Retype the records below from their first line through the line containing "Upper bound accepted", and include nothing else.

BEGIN AVAILABLE RECORDS

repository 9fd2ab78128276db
//! Infrastructure Layer
//!
//! Database implementations and external service integrations.

pub mod postgres;

pub use postgres::PgAuthRepository;
//! Application Configuration
//!
//! Configuration for the Auth application layer.

use std::str::FromStr;
use std::time::Duration;

/// Re-export SameSite from platform
pub use platform::cookie::SameSite;

/// Fixed challenge every wallet signs
pub const FIXED_CHALLENGE: &str = "Sign this message to authenticate with our dApp";

/// Upper bound accepted for `session_ttl`
pub const MAX_SESSION_TTL: Duration = Duration::from_secs(365 * 24 * 3600);

/// Which message a wallet must sign
#[derive(Debug, Clone, Copy, PartialEq, Eq, Default)]
pub enum ChallengePolicy {
    /// One constant message for everyone
    #[default]
    Fixed,
    /// Message embeds the user's current nonce
    Nonce,
}

impl ChallengePolicy {
    /// Build the message to sign
    pub fn message(&self, nonce: &str) -> String {
        match self {
            ChallengePolicy::Fixed => FIXED_CHALLENGE.to_string(),
            ChallengePolicy::Nonce => format!(
                "Welcome to StakingIt!\n\nPlease sign this message to authenticate.\nNonce: {nonce}\nThis signature will not trigger a blockchain transaction or cost any gas fees."
            ),
        }
    }
}

impl FromStr for ChallengePolicy {
    type Err = String;

    fn from_str(s: &str) -> Result<Self, Self::Err> {
        match s.trim().to_ascii_lowercase().as_str() {
            "fixed" => Ok(ChallengePolicy::Fixed),
            "nonce" => Ok(ChallengePolicy::Nonce),
            other => Err(format!("unknown challenge policy: {other}")),
        }
    }
}

/// Auth application configuration
#[derive(Debug, Clone)]
pub struct AuthConfig {
    /// HS256 key for session tokens
    pub jwt_secret: Vec<u8>,
    /// Token lifetime and cookie Max-Age (7 days)
    pub session_ttl: Duration,
    /// Whether to require Secure cookie
    pub cookie_secure: bool,
    /// SameSite policy
    pub cookie_same_site: SameSite,
    pub challenge: ChallengePolicy,
    /// Create users for unknown wallets at verification instead of 404
    pub auto_provision_users: bool,
}

impl Default for AuthConfig {
    fn default() -> Self {
        Self {
            jwt_secret: Vec::new(),
            session_ttl: Duration::from_secs(7 * 24 * 3600), // 7 days
            cookie_secure: true,
            cookie_same_site: SameSite::Strict,
            challenge: ChallengePolicy::Fixed,
            auto_provision_users: true,
        }
    }
}

impl AuthConfig {
    /// Create config with a random token secret (for development)
    pub fn with_random_secret() -> Self {
        Self {
            jwt_secret: platform::crypto::random_bytes(32),
            ..Default::default()
        }
    }

    /// Create config for development (insecure cookie)
    pub fn development() -> Self {
        Self {
            cookie_secure: false,
            ..Self::with_random_secret()
        }
    }

    /// Get session TTL in seconds, capped at [`MAX_SESSION_TTL`]
    pub fn session_ttl_secs(&self) -> i64 {
        self.session_ttl.min(MAX_SESSION_TTL).as_secs() as i64
    }
}
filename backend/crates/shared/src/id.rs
//! Common ID Types
//!
//! Type-safe ID wrappers for domain entities.

use std::fmt;
use std::marker::PhantomData;
use uuid::Uuid;

/// Generic typed ID wrapper
///
/// Usage:
/// ```
/// use kernel::id::{Id, markers};
/// type UserId = Id<markers::User>;
/// ```
pub struct Id<T> {
    value: Uuid,
    _marker: PhantomData<fn() -> T>,
}

impl<T> Id<T> {
    /// Create a new random ID (UUID v4)
    pub fn new() -> Self {
        Self::from_uuid(Uuid::new_v4())
    }

    pub fn from_uuid(uuid: Uuid) -> Self {
        Self {
            value: uuid,
            _marker: PhantomData,
        }
    }

    pub fn as_uuid(&self) -> &Uuid {
        &self.value
    }

    pub fn into_uuid(self) -> Uuid {
        self.value
    }
}

// Manual impls so markers need not implement these traits themselves
impl<T> Clone for Id<T> {
    fn clone(&self) -> Self {
        *self
    }
}

impl<T> Copy for Id<T> {}

impl<T> PartialEq for Id<T> {
    fn eq(&self, other: &Self) -> bool {
        self.value == other.value
    }
}

impl<T> Eq for Id<T> {}

impl<T> std::hash::Hash for Id<T> {
    fn hash<H: std::hash::Hasher>(&self, state: &mut H) {
        self.value.hash(state);
    }
}

impl<T> Default for Id<T> {
    fn default() -> Self {
        Self::new()
    }
}

impl<T> fmt::Debug for Id<T> {
    fn fmt(&self, f: &mut fmt::Formatter<'_>) -> fmt::Result {
        write!(f, "Id({})", self.value)
    }
}

impl<T> fmt::Display for Id<T> {
    fn fmt(&self, f: &mut fmt::Formatter<'_>) -> fmt::Result {
        write!(f, "{}", self.value)
    }
}

impl<T> From<Uuid> for Id<T> {
    fn from(uuid: Uuid) -> Self {
        Self::from_uuid(uuid)
    }
}

impl<T> std::str::FromStr for Id<T> {
    type Err = uuid::Error;

    fn from_str(s: &str) -> Result<Self, Self::Err> {
        Uuid::parse_str(s).map(Self::from_uuid)
    }
}

impl<T> serde::Serialize for Id<T> {
    fn serialize<S: serde::Serializer>(&self, serializer: S) -> Result<S::Ok, S::Error> {
        self.value.serialize(serializer)
    }
}

impl<'de, T> serde::Deserialize<'de> for Id<T> {
    fn deserialize<D: serde::Deserializer<'de>>(deserializer: D) -> Result<Self, D::Error> {
        Uuid::deserialize(deserializer).map(Self::from_uuid)
    }
}

/// Marker types for different entity IDs
pub mod markers {
    /// Wallet-authenticated user
    pub struct User;
}

pub type UserId = Id<markers::User>;

#[cfg(test)]
mod tests {
    use super::*;

    #[test]
    fn test_user_id_is_v4() {
        let id = UserId::new();
        assert_eq!(id.as_uuid().get_version_num(), 4);
    }

    #[test]
    fn test_id_from_uuid() {
        let uuid = Uuid::new_v4();
        let id: UserId = Id::from_uuid(uuid);
        assert_eq!(id.as_uuid(), &uuid);
        assert_eq!(id, UserId::from(uuid));
    }

    #[test]
    fn test_id_serializes_as_plain_uuid() {
        let id = UserId::new();
        let json = serde_json::to_string(&id).unwrap();
        assert_eq!(json, format!("\"{}\"", id));
        let back: UserId = serde_json::from_str(&json).unwrap();
        assert_eq!(back, id);
    }

    #[test]
    fn test_id_parse() {
        let id = UserId::new();
        let parsed: UserId = id.to_string().parse().unwrap();
        assert_eq!(parsed, id);
        assert!("not-a-uuid".parse::<UserId>().is_err());
    }
}
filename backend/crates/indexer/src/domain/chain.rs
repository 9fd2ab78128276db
//! Chain access port
//!
//! Block-range log queries used by reconciliation. Implemented over a live
//! provider in `infra::chain` and by in-memory sources in tests.

use alloy::rpc::types::Log;

use crate::error::IndexerResult;

#[trait_variant::make(LogSource: Send)]
pub trait LocalLogSource {
    /// Current head block number
    async fn block_number(&self) -> IndexerResult<u64>;

    /// Logs of the indexed events in `[from, to]`, in chain order
    async fn logs(&self, from: u64, to: u64) -> IndexerResult<Vec<Log>>;
}
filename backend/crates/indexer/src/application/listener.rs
//! Chain Listener
//!
//! Long-lived task: connect, subscribe, reconcile missed blocks, then follow
//! the live feed. A dropped feed is retried after a fixed delay until the
//! shutdown signal fires.

use futures::StreamExt;
use std::sync::Arc;
use tokio::sync::watch;

use crate::application::config::IndexerConfig;
use crate::application::event_indexer::EventIndexer;
use crate::domain::chain::LogSource;
use crate::domain::repository::{SyncStateRepository, TransactionRepository};
use crate::error::IndexerResult;
use crate::infra::chain::ChainClient;

pub struct ChainListener<T, S>
where
    T: TransactionRepository + Send + Sync + 'static,
    S: SyncStateRepository + Send + Sync + 'static,
{
    indexer: EventIndexer<T, S>,
    config: Arc<IndexerConfig>,
}

impl<T, S> ChainListener<T, S>
where
    T: TransactionRepository + Send + Sync + 'static,
    S: SyncStateRepository + Send + Sync + 'static,
{
    pub fn new(transactions: Arc<T>, sync_state: Arc<S>, config: Arc<IndexerConfig>) -> Self {
        Self {
            indexer: EventIndexer::new(transactions, sync_state, config.clone()),
            config,
        }
    }

    /// Run until `shutdown` carries `true` or its sender is dropped.
    pub async fn run(self, mut shutdown: watch::Receiver<bool>) {
        tracing::info!(
            contract = %self.config.contract_address,
            start_block = self.config.start_block,
            "Chain listener starting"
        );

        loop {
            if *shutdown.borrow_and_update() {
                break;
            }

            let outcome = tokio::select! {
                outcome = self.run_session() => outcome,
                _ = shutdown.changed() => break,
            };

            match outcome {
                Ok(()) => tracing::warn!("Log subscription closed by the node"),
                Err(e) => e.log(),
            }

            tracing::info!(
                delay_secs = self.config.reconnect_delay.as_secs_f64(),
                "Reconnecting to chain node after delay"
            );

            tokio::select! {
                _ = tokio::time::sleep(self.config.reconnect_delay) => {}
                _ = shutdown.changed() => break,
            }
        }

        tracing::info!("Chain listener stopped");
    }

    async fn run_session(&self) -> IndexerResult<()> {
        let client =
            ChainClient::connect_ws(&self.config.ws_url, self.config.contract_address).await?;

        // Subscribe before reading the head so no block falls between the two.
        let subscription = client.subscribe().await?;
        let head = client.block_number().await?;

        let replayed = self.indexer.reconcile(&client, head).await?;
        tracing::info!(head, replayed, "Caught up, following live logs");

        let mut stream = subscription.into_stream();
        while let Some(log) = stream.next().await {
            self.indexer.handle_log(&log).await;
        }

        Ok(())
    }
}
//! Nonce Value Object

use std::fmt;

use platform::crypto::random_hex_token;

/// Random bytes behind each nonce
const NONCE_BYTES: usize = 16;

/// Single-use value bound to a user, replaced after every verification attempt
#[derive(Debug, Clone, PartialEq, Eq)]
pub struct Nonce(String);

impl Nonce {
    pub fn generate() -> Self {
        Self(random_hex_token(NONCE_BYTES))
    }

    pub fn from_db(value: String) -> Self {
        Self(value)
    }

    pub fn as_str(&self) -> &str {
        &self.0
    }
}

impl fmt::Display for Nonce {
    fn fmt(&self, f: &mut fmt::Formatter<'_>) -> fmt::Result {
        f.write_str(&self.0)
    }
}

#[cfg(test)]
mod tests {
    use super::*;

    #[test]
    fn test_generate_is_fresh() {
        let a = Nonce::generate();
        let b = Nonce::generate();
        assert_eq!(a.as_str().len(), NONCE_BYTES * 2);
        assert_ne!(a, b);
    }
}
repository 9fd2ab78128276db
//! Presentation Layer
//!
//! HTTP handlers, DTOs and router for indexed transactions.

pub mod dto;
pub mod handlers;
pub mod router;

pub use handlers::TransactionsAppState;
pub use router::{transactions_router, transactions_router_generic};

END AVAILABLE RECORDS

• [ANSWER FOR THIS EXERCISE]:
repository 9fd2ab78128276db
//! Infrastructure Layer
//!
//! Database implementations and external service integrations.

pub mod postgres;

pub use postgres::PgAuthRepository;
//! Application Configuration
//!
//! Configuration for the Auth application layer.

use std::str::FromStr;
use std::time::Duration;

/// Re-export SameSite from platform
pub use platform::cookie::SameSite;

/// Fixed challenge every wallet signs
pub const FIXED_CHALLENGE: &str = "Sign this message to authenticate with our dApp";

/// Upper bound accepted for `session_ttl`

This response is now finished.